The final round of matches at the IRB Junior World Championship 2008, which is bringing the finest Under 20 rugby players to Wales, are being used as the platform to educate and raise awareness that there is no place for doping in Rugby.

All 500 players and management from the 16 participating teams along with match officials and tournament organisers, will be showing their support of the International Rugby Board’s Keep Rugby Clean campaign by wearing branded polo shirts bearing the slogan on Saturday with the players wearing the shirts during the warm-up.

“Keep Rugby Clean is the International Rugby Board's ongoing anti-doping awareness campaign," said IRB Anti-Doping Manager Tim Ricketts. "The IRB is committed to drugs-free rugby from age grade rugby through to senior rugby and a key part of the delivery of this programme is the extensive testing of players both in and out of competition here at the IRB Junior World Championship.

"All 16 teams at the tournament have been extremely positive in their support of the testing process and have willingly participated in an anti-doping seminar and outreach quiz run in conjunction with the World Anti Doping Agency (WADA), where Keep Rugby Clean t-shirts were presented to those who achieved maximum marks."

"Not only will the players, coaches and team liaison officers from the 16 teams be wearing the Keep Rugby Clean polo shirts, but the match officials and tournament officials will also be raising awareness of the campaign," added Ricketts.

The IRB operates a zero-tolerance stance towards the use of prohibited substances and drug cheats in the Game and in 2007 conducted a record number of controls across a range of tournaments and Test matches with over 1300 tests completed. A total of five players returned adverse analytical findings and were sanctioned accordingly. Rugby World Cup 2007 was also declared ‘clean’, while a ground breaking RWC blood testing programme was implemented.

Also in 2007, then WADA President Dick Pound praised the Game for its tough stance on drugs cheats and the IRB’s strong education programme through its Keep Rugby Clean campaign.

“The IRB, who are fully WADA code compliant, have been long-standing partners of WADA and have set a positive example in the fight to keep drugs cheats out of sport that other sports federations would do well to follow,” said Pound.

By the time the IRB Junior World Championship 2008 is completed a total of 132 doping controls will have been conducted with 60% conducted out of competition.
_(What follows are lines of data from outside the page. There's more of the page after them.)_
//! Admin service
//!
//! User management and platform statistics. The caller's admin status is
//! re-checked against persistence on every request, so a demoted or
//! deactivated admin loses access without waiting for their session to
//! expire.

use chrono::Utc;
use linkhub_cache::CacheKey;
use linkhub_core::{DomainError, Role, User, UserId, UserQuery, UserStatusFilter};
use tracing::{info, instrument, warn};
use validator::Validate;

use crate::dto::{
    AccountResponse, AdminCreateUserRequest, AdminLinkResponse, AdminUpdateUserRequest,
    AdminUserDetailResponse, AdminUserResponse, AdminUserSummary, CreatedUserResponse,
    ListUsersParams, MessageResponse, PageMeta, StatsResponse, UserListResponse, ViewResponse,
};

use super::auth::{create_account, NewAccount};
use super::context::ServiceContext;
use super::error::{ServiceError, ServiceResult};
use super::profile::invalidate_user;

/// Views included in the user detail
const RECENT_VIEWS: i64 = 10;

/// Admin service
pub struct AdminService<'a> {
    ctx: &'a ServiceContext,
}

impl<'a> AdminService<'a> {
    /// Create a new AdminService
    pub fn new(ctx: &'a ServiceContext) -> Self {
        Self { ctx }
    }

    async fn load(&self, user_id: UserId) -> ServiceResult<User> {
        Ok(self
            .ctx
            .user_repo()
            .find_by_id(user_id)
            .await?
            .ok_or(DomainError::UserNotFound)?)
    }

    /// Confirm that `user_id` is a stored, active admin
    #[instrument(skip(self))]
    pub async fn authorize(&self, user_id: UserId) -> ServiceResult<User> {
        match self.ctx.user_repo().find_by_id(user_id).await? {
            Some(user) if user.can_administer() => Ok(user),
            _ => {
                warn!(user_id = %user_id, "Admin access denied");
                Err(DomainError::AdminRequired.into())
            }
        }
    }

    /// Filtered, paged user listing, newest first
    #[instrument(skip(self))]
    pub async fn list_users(&self, params: ListUsersParams) -> ServiceResult<UserListResponse> {
        let query = user_query(params)?;
        let page = self.ctx.user_repo().list(&query).await?;

        Ok(UserListResponse {
            users: page.users.iter().map(AdminUserSummary::from).collect(),
            pagination: PageMeta::new(query.page, query.limit, page.total),
        })
    }

    /// Create a user with an explicit role and active flag
    #[instrument(skip(self, request))]
    pub async fn create_user(
        &self,
        request: AdminCreateUserRequest,
    ) -> ServiceResult<CreatedUserResponse> {
        request.validate()?;

        let user = create_account(
            self.ctx,
            NewAccount {
                email: request.email.unwrap_or_default(),
                password: request.password.unwrap_or_default(),
                name: request.name.unwrap_or_default(),
                username: request.username.unwrap_or_default(),
                role: request.role.unwrap_or_default(),
                is_active: request.is_active.unwrap_or(true),
            },
        )
        .await?;

        Ok(CreatedUserResponse::new(AccountResponse::from(&user)))
    }

    /// Full record of one user with links, latest views and counts
    #[instrument(skip(self))]
    pub async fn get_user(&self, user_id: UserId) -> ServiceResult<AdminUserDetailResponse> {
        let user = self.load(user_id).await?;
        let links = self.ctx.link_repo().find_by_user(user_id).await?;
        let views = self
            .ctx
            .view_repo()
            .recent_by_user(user_id, RECENT_VIEWS)
            .await?;
        let counts = self.ctx.user_repo().counts(user_id).await?;

        Ok(AdminUserDetailResponse {
            user: AdminUserResponse::new(&user, counts),
            links: links.iter().map(AdminLinkResponse::from).collect(),
            views: views.iter().map(ViewResponse::from).collect(),
        })
    }

    /// Partial update of any user
    #[instrument(skip(self, request))]
    pub async fn update_user(
        &self,
        user_id: UserId,
        request: AdminUpdateUserRequest,
    ) -> ServiceResult<AdminUserResponse> {
        request.validate()?;
        let mut user = self.load(user_id).await?;
        let old_username = user.username.clone();

        if let Some(username) = request.username.filter(|u| !u.is_empty()) {
            if username != user.username {
                if self
                    .ctx
                    .user_repo()
                    .username_taken(&username, Some(user_id))
                    .await?
                {
                    return Err(ServiceError::conflict("Username already taken"));
                }
                user.username = username;
            }
        }
        if let Some(name) = request.name.filter(|n| !n.trim().is_empty()) {
            user.name = name;
        }
        if let Some(bio) = request.bio {
            user.bio = bio;
        }
        if let Some(avatar) = request.avatar {
            user.avatar = avatar;
        }
        if let Some(theme) = request.theme {
            user.theme = theme;
        }
        if let Some(role) = request.role {
            user.role = role;
        }
        if let Some(is_active) = request.is_active {
            user.is_active = is_active;
        }
        user.touch();

        self.ctx.user_repo().update(&user).await?;
        info!(user_id = %user_id, role = user.role.as_str(), is_active = user.is_active, "User updated by admin");

        invalidate_user(self.ctx, &user, &old_username).await;

        let counts = self.ctx.user_repo().counts(user_id).await?;
        Ok(AdminUserResponse::new(&user, counts))
    }

    /// Delete any user but the calling admin
    #[instrument(skip(self))]
    pub async fn delete_user(
        &self,
        admin_id: UserId,
        user_id: UserId,
    ) -> ServiceResult<MessageResponse> {
        let user = self.load(user_id).await?;
        if user_id == admin_id {
            return Err(DomainError::CannotDeleteSelf.into());
        }

        self.ctx.user_repo().delete(user_id).await?;
        info!(user_id = %user_id, "User deleted by admin");

        self.ctx
            .cache()
            .invalidate(&CacheKey::all_for_user(user_id, &user.username))
            .await;
        Ok(MessageResponse::new("User deleted successfully"))
    }

    /// Platform-wide statistics as of now
    #[instrument(skip(self))]
    pub async fn stats(&self) -> ServiceResult<StatsResponse> {
        let stats = self.ctx.stats_repo().platform_stats(Utc::now()).await?;
        Ok(StatsResponse::from(&stats))
    }
}

/// Normalize listing parameters: page at least 1, limit within 1..=100
fn user_query(params: ListUsersParams) -> ServiceResult<UserQuery> {
    let role = params
        .role
        .filter(|r| !r.is_empty())
        .map(|r| r.parse::<Role>())
        .transpose()
        .map_err(|e| ServiceError::validation(e.to_string()))?;

    Ok(UserQuery {
        page: params.page.unwrap_or(1).max(1),
        limit: params
            .limit
            .unwrap_or(UserQuery::DEFAULT_LIMIT)
            .clamp(1, UserQuery::MAX_LIMIT),
        search: params.search,
        role,
        status: params.status.and_then(|s| s.parse::<UserStatusFilter>().ok()),
    })
}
In the pick of the matches on what will be an exciting final round of pool matches on Saturday, Australia face England at Rodney Parade (kick off 14:30 local time), Wales take on France at the Liberty Stadium (17:00), South Africa play Samoa at the Racecourse (17:00) and New Zealand tackle Argentina at the Arms Park (17:00). The winner of each match will be guaranteed a place in the semi-finals, which will be played on Wednesday, 18 June.